→ ENTRIES SHOWN
//! Application directories and the collision-safe save rule
//!
//! The app dir is the executable's directory (the config lives next to
//! the binary, like the original deployment). `temp/` underneath it
//! holds outbound envelopes while a transfer is pending and is swept on
//! startup; only the sync engine writes and deletes there afterwards.

use std::fs;
use std::path::{Path, PathBuf};

use tracing::{debug, warn};

use crate::Result;
use crate::StoreError;

/// Directory the executable lives in
pub fn app_dir() -> Result<PathBuf> {
    let exe = std::env::current_exe()?;
    exe.parent()
        .map(Path::to_path_buf)
        .ok_or_else(|| StoreError::Path("executable has no parent directory".to_string()))
}

/// `temp/` under the app dir, created if missing
pub fn temp_dir() -> Result<PathBuf> {
    let dir = app_dir()?.join("temp");
    fs::create_dir_all(&dir)?;
    Ok(dir)
}

/// Remove every regular file under `temp/`
///
/// Called once at startup; leftovers are envelopes from transfers that
/// never reached a terminal state in a previous run.
pub fn clean_temp_dir() -> Result<()> {
    let dir = match app_dir() {
        Ok(base) => base.join("temp"),
        Err(e) => return Err(e),
    };
    if !dir.exists() {
        return Ok(());
    }
    for entry in fs::read_dir(&dir)? {
        let entry = entry?;
        let path = entry.path();
        if path.is_file() {
            if let Err(e) = fs::remove_file(&path) {
                warn!("failed to remove stale temp file {}: {}", path.display(), e);
            } else {
                debug!("removed stale temp file {}", path.display());
            }
        }
    }
    Ok(())
}

/// Default download directory: `<Downloads>/ClipboardMan`
pub fn default_download_dir() -> PathBuf {
    dirs::download_dir()
        .unwrap_or_else(|| PathBuf::from("."))
        .join("ClipboardMan")
}

/// First non-existing path for `name` inside `dir`
///
/// Tries `stem.ext`, then `stem_1.ext`, `stem_2.ext`, and so on; the
/// canonical collision rule for every saved file.
pub fn unique_path(dir: &Path, name: &str) -> PathBuf {
    let candidate = dir.join(name);
    if !candidate.exists() {
        return candidate;
    }

    let (stem, ext) = clipferry_protocol::filename::split_stem(name);
    let mut count = 1u32;
    loop {
        let renamed = dir.join(format!("{}_{}{}", stem, count, ext));
        if !renamed.exists() {
            return renamed;
        }
        count += 1;
    }
}

/// Write `bytes` into `dir` under `name`, renaming on collision
///
/// Creates `dir` if needed and returns the path actually written.
pub fn save_unique(dir: &Path, name: &str, bytes: &[u8]) -> Result<PathBuf> {
    fs::create_dir_all(dir)?;
    let path = unique_path(dir, name);
    fs::write(&path, bytes)?;
    Ok(path)
}

#[cfg(test)]
mod tests {
    use super::*;

    #[test]
    fn test_unique_path_no_collision() {
        let dir = tempfile::tempdir().unwrap();
        assert_eq!(
            unique_path(dir.path(), "a.txt"),
            dir.path().join("a.txt")
        );
    }

    #[test]
    fn test_unique_path_counts_past_existing_suffixes() {
        let dir = tempfile::tempdir().unwrap();
        fs::write(dir.path().join("name.ext"), b"0").unwrap();
        fs::write(dir.path().join("name_1.ext"), b"1").unwrap();

        assert_eq!(
            unique_path(dir.path(), "name.ext"),
            dir.path().join("name_2.ext")
        );
    }

    #[test]
    fn test_unique_path_without_extension() {
        let dir = tempfile::tempdir().unwrap();
        fs::write(dir.path().join("blob"), b"0").unwrap();
        assert_eq!(unique_path(dir.path(), "blob"), dir.path().join("blob_1"));
    }

    #[test]
    fn test_save_unique_writes_and_renames() {
        let dir = tempfile::tempdir().unwrap();
        let first = save_unique(dir.path(), "img.png", b"one").unwrap();
        let second = save_unique(dir.path(), "img.png", b"two").unwrap();

        assert_eq!(first, dir.path().join("img.png"));
        assert_eq!(second, dir.path().join("img_1.png"));
        assert_eq!(fs::read(&first).unwrap(), b"one");
        assert_eq!(fs::read(&second).unwrap(), b"two");
    }

    #[test]
    fn test_save_unique_creates_missing_dir() {
        let dir = tempfile::tempdir().unwrap();
        let nested = dir.path().join("deep").join("down");
        let path = save_unique(&nested, "f.bin", b"x").unwrap();
        assert!(path.exists());
    }
}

→ YOUR INSTRUCTIONS
Using the records above, repeat exactly the lines from the first one through the line with "use crate::StoreError;".

→ SOLUTION FOR THIS EXERCISE
//! Application directories and the collision-safe save rule
//!
//! The app dir is the executable's directory (the config lives next to
//! the binary, like the original deployment). `temp/` underneath it
//! holds outbound envelopes while a transfer is pending and is swept on
//! startup; only the sync engine writes and deletes there afterwards.

use std::fs;
use std::path::{Path, PathBuf};

use tracing::{debug, warn};

use crate::Result;
use crate::StoreError;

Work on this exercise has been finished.